**Task to complete**.
The records below must be reproduced in full and without error.

**Supplied data**.
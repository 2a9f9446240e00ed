/// Failure taxonomy for the resolution pipeline
///
/// Recoverable conditions (classification mismatch, missing source, transient
/// network) are distinct variants so callers can contain them at the smallest
/// enclosing unit instead of matching on strings.
use thiserror::Error;

#[derive(Debug, Error)]
pub enum ScrapeError {
    /// The page does not carry the "watch here" redirect marker.
    #[error("not a watch-here page: {0}")]
    NotWatchHere(String),

    /// A player page yielded zero allow-listed hosting iframes.
    #[error("no viable hosting iframe on player page: {0}")]
    NoSource(String),

    /// An accepted source URL's host is missing from the bitrate table.
    /// Candidates are filtered against the same table at discovery time, so
    /// this indicates configuration drift, not a flaky page.
    #[error("host {0} is not in the bitrate table")]
    UnknownHost(String),

    /// Request timed out against origin or host.
    #[error("request for {0} timed out")]
    Timeout(String),

    /// Non-success HTTP status after any retry.
    #[error("request for {url} returned status {status}")]
    Status { url: String, status: u16 },

    /// Transport-level HTTP failure.
    #[error("request for {url} failed: {source}")]
    Http {
        url: String,
        #[source]
        source: reqwest::Error,
    },

    #[error(transparent)]
    Render(#[from] RenderError),
}

impl ScrapeError {
    /// Classify a reqwest failure for `url`, keeping timeouts distinct.
    pub fn from_request(url: &str, err: reqwest::Error) -> Self {
        if err.is_timeout() {
            Self::Timeout(url.to_string())
        } else {
            Self::Http {
                url: url.to_string(),
                source: err,
            }
        }
    }

    /// True for failures that skip the current unit without aborting siblings.
    pub fn is_recoverable(&self) -> bool {
        !matches!(self, Self::UnknownHost(_) | Self::Render(RenderError::Unavailable(_)))
    }
}

/// Failures of the shared rendering session.
#[derive(Debug, Error)]
pub enum RenderError {
    /// The rendering session could not be provisioned. Fatal for the run.
    #[error("rendering session unavailable: {0}")]
    Unavailable(String),

    #[error("navigation to {0} failed: {1}")]
    Navigation(String, String),

    #[error("rendering {0} timed out after {1}s")]
    Timeout(String, u64),

    #[error("failed to read field from rendered page: {0}")]
    Read(String),
}

#[cfg(test)]
mod tests {
    use super::*;

    #[test]
    fn test_unknown_host_is_not_recoverable() {
        assert!(!ScrapeError::UnknownHost("cdn.example.com".into()).is_recoverable());
        assert!(ScrapeError::Timeout("http://example.com".into()).is_recoverable());
        assert!(ScrapeError::NoSource("http://example.com/ep1".into()).is_recoverable());
    }

    #[test]
    fn test_render_unavailable_is_fatal() {
        let err = ScrapeError::from(RenderError::Unavailable("no chrome binary".into()));
        assert!(!err.is_recoverable());

        let err = ScrapeError::from(RenderError::Timeout("http://host/embed".into(), 5));
        assert!(err.is_recoverable());
    }
}
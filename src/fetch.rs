/// Rate-limited page fetching against the listing origin.
use reqwest::{Client, StatusCode};
use std::time::Duration;
use tokio::time::sleep;
use tracing::{debug, warn};

use crate::config::HttpConfig;
use crate::error::ScrapeError;

/// HTTP fetcher shared by every page type.
///
/// Inserts a fixed short delay before each request to stay under the
/// origin's rate-sensitivity threshold, and retries a 503 exactly once
/// after a longer delay before propagating failure.
#[derive(Clone)]
pub struct PageFetcher {
    client: Client,
    fetch_delay: Duration,
    retry_delay: Duration,
}

impl PageFetcher {
    pub fn new(config: &HttpConfig) -> Self {
        let client = Client::builder()
            .timeout(Duration::from_secs(config.timeout_seconds))
            .user_agent(config.user_agent.clone())
            .build()
            .unwrap_or_else(|_| Client::new());

        Self {
            client,
            fetch_delay: Duration::from_millis(config.fetch_delay_ms),
            retry_delay: Duration::from_millis(config.retry_delay_ms),
        }
    }

    /// Fetch a page body.
    pub async fn get(&self, url: &str) -> Result<String, ScrapeError> {
        sleep(self.fetch_delay).await;
        debug!("GET {}", url);

        let response = self
            .client
            .get(url)
            .send()
            .await
            .map_err(|e| ScrapeError::from_request(url, e))?;

        let response = if response.status() == StatusCode::SERVICE_UNAVAILABLE {
            warn!("503 from {}, retrying once after backoff", url);
            sleep(self.retry_delay).await;
            self.client
                .get(url)
                .send()
                .await
                .map_err(|e| ScrapeError::from_request(url, e))?
        } else {
            response
        };

        if !response.status().is_success() {
            return Err(ScrapeError::Status {
                url: url.to_string(),
                status: response.status().as_u16(),
            });
        }

        response
            .text()
            .await
            .map_err(|e| ScrapeError::from_request(url, e))
    }
}

#[cfg(test)]
mod tests {
    use super::*;
    use crate::config::Config;

    #[test]
    fn test_fetcher_construction() {
        let config = Config::default();
        let fetcher = PageFetcher::new(&config.http);
        assert_eq!(fetcher.fetch_delay, Duration::from_millis(400));
        assert_eq!(fetcher.retry_delay, Duration::from_millis(1000));
    }
}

**Answer box**.
repository 2a9f9446240e00ed
/// Failure taxonomy for the resolution pipeline
///
/// Recoverable conditions (classification mismatch, missing source, transient
/// network) are distinct variants so callers can contain them at the smallest
/// enclosing unit instead of matching on strings.
use thiserror::Error;

#[derive(Debug, Error)]
pub enum ScrapeError {
    /// The page does not carry the "watch here" redirect marker.
    #[error("not a watch-here page: {0}")]
    NotWatchHere(String),

    /// A player page yielded zero allow-listed hosting iframes.
    #[error("no viable hosting iframe on player page: {0}")]
    NoSource(String),

    /// An accepted source URL's host is missing from the bitrate table.
    /// Candidates are filtered against the same table at discovery time, so
    /// this indicates configuration drift, not a flaky page.
    #[error("host {0} is not in the bitrate table")]
    UnknownHost(String),

    /// Request timed out against origin or host.
    #[error("request for {0} timed out")]
    Timeout(String),

    /// Non-success HTTP status after any retry.
    #[error("request for {url} returned status {status}")]
    Status { url: String, status: u16 },

    /// Transport-level HTTP failure.
    #[error("request for {url} failed: {source}")]
    Http {
        url: String,
        #[source]
        source: reqwest::Error,
    },

    #[error(transparent)]
    Render(#[from] RenderError),
}

impl ScrapeError {
    /// Classify a reqwest failure for `url`, keeping timeouts distinct.
    pub fn from_request(url: &str, err: reqwest::Error) -> Self {
        if err.is_timeout() {
            Self::Timeout(url.to_string())
        } else {
            Self::Http {
                url: url.to_string(),
                source: err,
            }
        }
    }

    /// True for failures that skip the current unit without aborting siblings.
    pub fn is_recoverable(&self) -> bool {
        !matches!(self, Self::UnknownHost(_) | Self::Render(RenderError::Unavailable(_)))
    }
}

/// Failures of the shared rendering session.
#[derive(Debug, Error)]
pub enum RenderError {
    /// The rendering session could not be provisioned. Fatal for the run.
    #[error("rendering session unavailable: {0}")]
    Unavailable(String),

    #[error("navigation to {0} failed: {1}")]
    Navigation(String, String),

    #[error("rendering {0} timed out after {1}s")]
    Timeout(String, u64),

    #[error("failed to read field from rendered page: {0}")]
    Read(String),
}

#[cfg(test)]
mod tests {
    use super::*;

    #[test]
    fn test_unknown_host_is_not_recoverable() {
        assert!(!ScrapeError::UnknownHost("cdn.example.com".into()).is_recoverable());
        assert!(ScrapeError::Timeout("http://example.com".into()).is_recoverable());
        assert!(ScrapeError::NoSource("http://example.com/ep1".into()).is_recoverable());
    }

    #[test]
    fn test_render_unavailable_is_fatal() {
        let err = ScrapeError::from(RenderError::Unavailable("no chrome binary".into()));
        assert!(!err.is_recoverable());

        let err = ScrapeError::from(RenderError::Timeout("http://host/embed".into(), 5));
        assert!(err.is_recoverable());
    }
}
filename src/fetch.rs
/// Rate-limited page fetching against the listing origin.
use reqwest::{Client, StatusCode};
use std::time::Duration;
use tokio::time::sleep;
use tracing::{debug, warn};

use crate::config::HttpConfig;
use crate::error::ScrapeError;

/// HTTP fetcher shared by every page type.
///
/// Inserts a fixed short delay before each request to stay under the
/// origin's rate-sensitivity threshold, and retries a 503 exactly once
/// after a longer delay before propagating failure.
#[derive(Clone)]
pub struct PageFetcher {
    client: Client,
    fetch_delay: Duration,
    retry_delay: Duration,
}

impl PageFetcher {
    pub fn new(config: &HttpConfig) -> Self {
        let client = Client::builder()
            .timeout(Duration::from_secs(config.timeout_seconds))
            .user_agent(config.user_agent.clone())
            .build()
            .unwrap_or_else(|_| Client::new());

        Self {
            client,
            fetch_delay: Duration::from_millis(config.fetch_delay_ms),
            retry_delay: Duration::from_millis(config.retry_delay_ms),
        }
    }

    /// Fetch a page body.
    pub async fn get(&self, url: &str) -> Result<String, ScrapeError> {
        sleep(self.fetch_delay).await;
        debug!("GET {}", url);

        let response = self
            .client
            .get(url)
            .send()
            .await
            .map_err(|e| ScrapeError::from_request(url, e))?;

        let response = if response.status() == StatusCode::SERVICE_UNAVAILABLE {
            warn!("503 from {}, retrying once after backoff", url);
            sleep(self.retry_delay).await;
            self.client
                .get(url)
                .send()
                .await
                .map_err(|e| ScrapeError::from_request(url, e))?
        } else {
            response
        };

        if !response.status().is_success() {
            return Err(ScrapeError::Status {
                url: url.to_string(),
                status: response.status().as_u16(),
            });
        }

        response
            .text()
            .await
            .map_err(|e| ScrapeError::from_request(url, e))
    }
}

#[cfg(test)]
mod tests {
    use super::*;
    use crate::config::Config;

    #[test]
    fn test_fetcher_construction() {
        let config = Config::default();
        let fetcher = PageFetcher::new(&config.http);
        assert_eq!(fetcher.fetch_delay, Duration::from_millis(400));
        assert_eq!(fetcher.retry_delay, Duration::from_millis(1000));
    }
}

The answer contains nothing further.